> Exercise goal: Look below for lines that hold the string "impl" and copy each one.
** Opening Task material block **
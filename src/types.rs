use bytes::Bytes;
use http_body_util::combinators::UnsyncBoxBody;

pub type BoxBody = UnsyncBoxBody<Bytes, BoxError>;
pub type BoxError = Box<dyn std::error::Error + Send + Sync>;
//! Page-Flip: geometry and interaction core for page-turn effects
//!
//! This crate provides:
//! - Corner hit testing with allowed-corner policies
//! - Fold geometry (page-relative and corner-relative) and its transforms
//! - A single-surface flip state machine with shading and a settle animation
//! - A paginated book with single/double spreads and drag-to-turn
//!
//! Rendering, input and timers belong to the host: engines emit
//! [`RenderPatch`]es through a [`RenderSurface`] and report state changes as
//! [`FlipEvent`]s.

pub mod book;
pub mod config;
pub mod corner;
pub mod error;
pub mod events;
pub mod flip;
pub mod fold;
pub mod geometry;
pub mod render;
pub mod schedule;
pub mod wasm;

// Re-export WASM types for direct use
pub use wasm::{WasmBook, WasmFlip};

// Re-export primary types
pub use book::{view, Book, DisplayMode, Page, Slot, View};
pub use config::{BookOptions, FlipOptions};
pub use corner::{detect, Corner, CornerPolicy, CornerSet};
pub use error::{FlipError, Result};
pub use events::{EventBus, FlipEvent, SubscriptionId};
pub use flip::{FlipSession, FoldSession};
pub use fold::{Fold, FoldStrategy, Shade};
pub use geometry::{BezierCache, Capabilities, CubicBezier, Matrix2D, Transform};
pub use render::{RecordingSurface, RegionId, RenderPatch, RenderSurface};
pub use schedule::{SettleTimer, TimerToken};

use serde::{Deserialize, Serialize};

/// Surface-relative coordinates
#[derive(Debug, Clone, Copy, PartialEq, Default, Serialize, Deserialize)]
pub struct Point {
    pub x: f32,
    pub y: f32,
}

impl Point {
    pub fn new(x: f32, y: f32) -> Self {
        Self { x, y }
    }
}

/// Layout dimensions of a region
#[derive(Debug, Clone, Copy, PartialEq, Default, Serialize, Deserialize)]
pub struct Size {
    pub width: f32,
    pub height: f32,
}

impl Size {
    pub fn new(width: f32, height: f32) -> Self {
        Self { width, height }
    }

    /// Length of the diagonal, `√(w² + h²)`
    pub fn diagonal(&self) -> f32 {
        self.width.hypot(self.height)
    }
}
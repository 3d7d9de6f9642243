//! Fold geometry: angle and origin of the crease for a dragged corner

mod shading;

pub use shading::{shade_intensity, Shade, MAX_SHADE};

use crate::corner::Corner;
use crate::geometry::Transform;
use crate::{Point, Size};
use std::f32::consts::PI;

/// How the fold origin is derived from the pointer
#[derive(Debug, Clone, Copy, PartialEq, Eq)]
pub enum FoldStrategy {
    /// Origin scaled against the page dimensions; rendered as a fold matrix
    PageRelative,
    /// Origin is the clamped pointer offset from the corner; rendered as a
    /// rotation about a transform origin
    CornerOffset,
}

/// Result of a fold computation
#[derive(Debug, Clone, Copy, PartialEq, Default)]
pub struct Fold {
    pub origin: Point,
    /// Radians
    pub angle: f32,
    pub strategy: Option<FoldStrategy>,
}

impl Fold {
    /// Zero fold returned for degenerate input
    pub const ZERO: Fold = Fold {
        origin: Point { x: 0.0, y: 0.0 },
        angle: 0.0,
        strategy: None,
    };

    /// Page-relative fold.
    ///
    /// The angle points from `reference` to `current`; for bottom corners it
    /// is turned by π so every corner opens toward itself.
    pub fn page_relative(
        corner: Option<Corner>,
        reference: Point,
        current: Point,
        size: Size,
    ) -> Fold {
        let Some(corner) = corner else {
            return Self::degenerate();
        };

        let mut angle = (current.y - reference.y).atan2(current.x - reference.x);
        if corner.is_bottom() {
            angle += PI;
        }

        let (sin, cos) = angle.sin_cos();
        let fold = Fold {
            origin: Point {
                x: size.width - cos * size.width,
                y: size.height - sin * size.height,
            },
            angle,
            strategy: Some(FoldStrategy::PageRelative),
        };
        tracing::trace!(corner = %corner, angle = fold.angle, "page-relative fold");
        fold
    }

    /// Corner-relative fold: the origin is the pointer's offset from the
    /// corner, with the pointer first clamped to the page bounds.
    pub fn corner_offset(corner: Option<Corner>, current: Point, size: Size) -> Fold {
        let Some(corner) = corner else {
            return Self::degenerate();
        };

        let anchor = corner.point_on(size);
        let clamped = Point {
            x: current.x.min(size.width).max(0.0),
            y: current.y.min(size.height).max(0.0),
        };
        let offset = Point {
            x: clamped.x - anchor.x,
            y: clamped.y - anchor.y,
        };

        let fold = Fold {
            origin: offset,
            angle: offset.y.atan2(offset.x),
            strategy: Some(FoldStrategy::CornerOffset),
        };
        tracing::trace!(corner = %corner, angle = fold.angle, "corner-offset fold");
        fold
    }

    fn degenerate() -> Fold {
        tracing::warn!("fold requested without a valid corner; using zero fold");
        Fold::ZERO
    }

    pub fn is_zero(&self) -> bool {
        self.strategy.is_none()
    }

    /// Distance of the fold origin from the corner, relative to `width`.
    ///
    /// Not clamped: with the pointer dragged diagonally this can exceed 1.
    pub fn progress(&self, width: f32) -> f32 {
        if width <= 0.0 {
            return 0.0;
        }
        self.origin.x.hypot(self.origin.y) / width
    }

    /// Visual transform for this fold
    pub fn transform(&self, accelerated: bool) -> Transform {
        match self.strategy {
            Some(FoldStrategy::PageRelative) => {
                Transform::fold_matrix(self.angle, self.origin, accelerated)
            }
            Some(FoldStrategy::CornerOffset) => {
                Transform::rotation(self.angle, self.origin, accelerated)
            }
            None => Transform::identity(),
        }
    }
}
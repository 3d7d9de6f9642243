//! Benchmarks for the geometry and interaction core

use criterion::{black_box, criterion_group, criterion_main, Criterion};
use page_flip::{
    detect, BezierCache, Book, BookOptions, Capabilities, Corner, CornerSet, CubicBezier,
    DisplayMode, FlipOptions, FlipSession, Fold, Point, RecordingSurface, RegionId,
    RenderSurface, Size,
};

const SIZE: Size = Size {
    width: 800.0,
    height: 600.0,
};

fn book(pages: u32, display: DisplayMode) -> Book<RecordingSurface> {
    let mut surface = RecordingSurface::new(Capabilities::new(true));
    let container = surface.add_root(SIZE);
    let contents: Vec<RegionId> = (0..pages)
        .map(|_| surface.create_region(container))
        .collect();
    let options = BookOptions {
        display,
        ..BookOptions::default()
    };
    Book::with_pages(surface, container, options, contents).unwrap()
}

fn bench_detect(c: &mut Criterion) {
    c.bench_function("detect_corner", |b| {
        b.iter(|| {
            black_box(detect(
                black_box(Point::new(790.0, 590.0)),
                SIZE,
                100.0,
                CornerSet::ALL,
            ))
        });
    });
}

fn bench_fold(c: &mut Criterion) {
    c.bench_function("page_relative_fold_transform", |b| {
        b.iter(|| {
            let fold = Fold::page_relative(
                Some(Corner::BottomRight),
                black_box(Point::new(790.0, 590.0)),
                black_box(Point::new(500.0, 420.0)),
                SIZE,
            );
            black_box(fold.transform(true).to_css())
        });
    });
}

fn bench_bezier(c: &mut Criterion) {
    let curve = CubicBezier::new(
        Point::new(800.0, 0.0),
        Point::new(600.0, 150.0),
        Point::new(200.0, 150.0),
        Point::new(0.0, 0.0),
    );

    c.bench_function("bezier_sample_cold", |b| {
        b.iter(|| {
            let mut cache = BezierCache::default();
            black_box(cache.sample(&curve, 60))
        });
    });

    c.bench_function("bezier_sample_warm", |b| {
        let mut cache = BezierCache::default();
        cache.sample(&curve, 60);
        b.iter(|| black_box(cache.sample(&curve, 60)));
    });
}

fn bench_flip_drag(c: &mut Criterion) {
    c.bench_function("flip_drag_cycle", |b| {
        let mut surface = RecordingSurface::new(Capabilities::new(true));
        let container = surface.add_root(SIZE);
        let mut flip = FlipSession::new(surface, container, FlipOptions::default()).unwrap();

        b.iter(|| {
            flip.start(Point::new(790.0, 10.0));
            for i in 0..20 {
                flip.move_to(Point::new(790.0 - i as f32 * 30.0, 10.0 + i as f32 * 5.0));
            }
            flip.end();
            flip.surface_mut().take_patches();
        });
    });
}

fn bench_book_drag(c: &mut Criterion) {
    c.bench_function("book_drag_cycle", |b| {
        let mut book = book(100, DisplayMode::Double);
        book.set_page(49).unwrap();

        b.iter(|| {
            book.start_flip(Corner::TopRight);
            for i in 0..20 {
                book.update_flip(Point::new(790.0 - i as f32 * 4.0, 10.0));
            }
            book.complete_flip();
            book.surface_mut().take_patches();
        });
    });
}

fn bench_navigation(c: &mut Criterion) {
    c.bench_function("book_next_previous", |b| {
        let mut book = book(100, DisplayMode::Single);

        b.iter(|| {
            if !book.next() {
                book.set_page(1).unwrap();
            }
            book.surface_mut().take_patches();
        });
    });
}

criterion_group!(
    benches,
    bench_detect,
    bench_fold,
    bench_bezier,
    bench_flip_drag,
    bench_book_drag,
    bench_navigation,
);

criterion_main!(benches);
//! Pages, display modes and display slots

use crate::error::{FlipError, Result};
use crate::render::RegionId;
use serde::{Deserialize, Serialize};
use std::fmt;
use std::str::FromStr;

/// One page or a two-page spread at a time
#[derive(Debug, Clone, Copy, PartialEq, Eq, Hash, Default, Serialize, Deserialize)]
#[serde(rename_all = "lowercase")]
pub enum DisplayMode {
    Single,
    #[default]
    Double,
}

impl DisplayMode {
    pub fn as_str(&self) -> &'static str {
        match self {
            DisplayMode::Single => "single",
            DisplayMode::Double => "double",
        }
    }
}

impl fmt::Display for DisplayMode {
    fn fmt(&self, f: &mut fmt::Formatter<'_>) -> fmt::Result {
        f.write_str(self.as_str())
    }
}

impl FromStr for DisplayMode {
    type Err = FlipError;

    fn from_str(s: &str) -> Result<Self> {
        match s {
            "single" => Ok(DisplayMode::Single),
            "double" => Ok(DisplayMode::Double),
            other => Err(FlipError::InvalidDisplay(other.to_string())),
        }
    }
}

/// Where a visible page sits
#[derive(Debug, Clone, Copy, PartialEq, Eq)]
pub enum Slot {
    Single,
    Left,
    Right,
}

/// A page of the book
#[derive(Debug, Clone, PartialEq)]
pub struct Page {
    /// 1-based page number
    pub number: u32,
    /// Host-provided content region
    pub content: RegionId,
    /// Region created by the book to position and fold the content
    pub wrapper: RegionId,
    /// Shading overlay inside the wrapper, when gradients are enabled
    pub shadow: Option<RegionId>,
}

#[cfg(test)]
mod tests {
    use super::*;

    #[test]
    fn test_display_mode_parse() {
        assert_eq!("single".parse::<DisplayMode>().unwrap(), DisplayMode::Single);
        assert_eq!("double".parse::<DisplayMode>().unwrap(), DisplayMode::Double);
        assert_eq!(
            "triple".parse::<DisplayMode>(),
            Err(FlipError::InvalidDisplay("triple".to_string()))
        );
        assert_eq!(DisplayMode::Single.to_string(), "single");
    }
}
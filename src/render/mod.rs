//! Rendering collaborator: the surface trait and the style patches the
//! engines emit

mod patch;
mod surface;

pub use patch::{RegionId, RenderPatch};
pub use surface::{RecordingSurface, RenderSurface};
** Closing Task material block **
> Task response:
impl Point {
impl Size {
impl Fold {
impl DisplayMode {
impl fmt::Display for DisplayMode {
impl FromStr for DisplayMode {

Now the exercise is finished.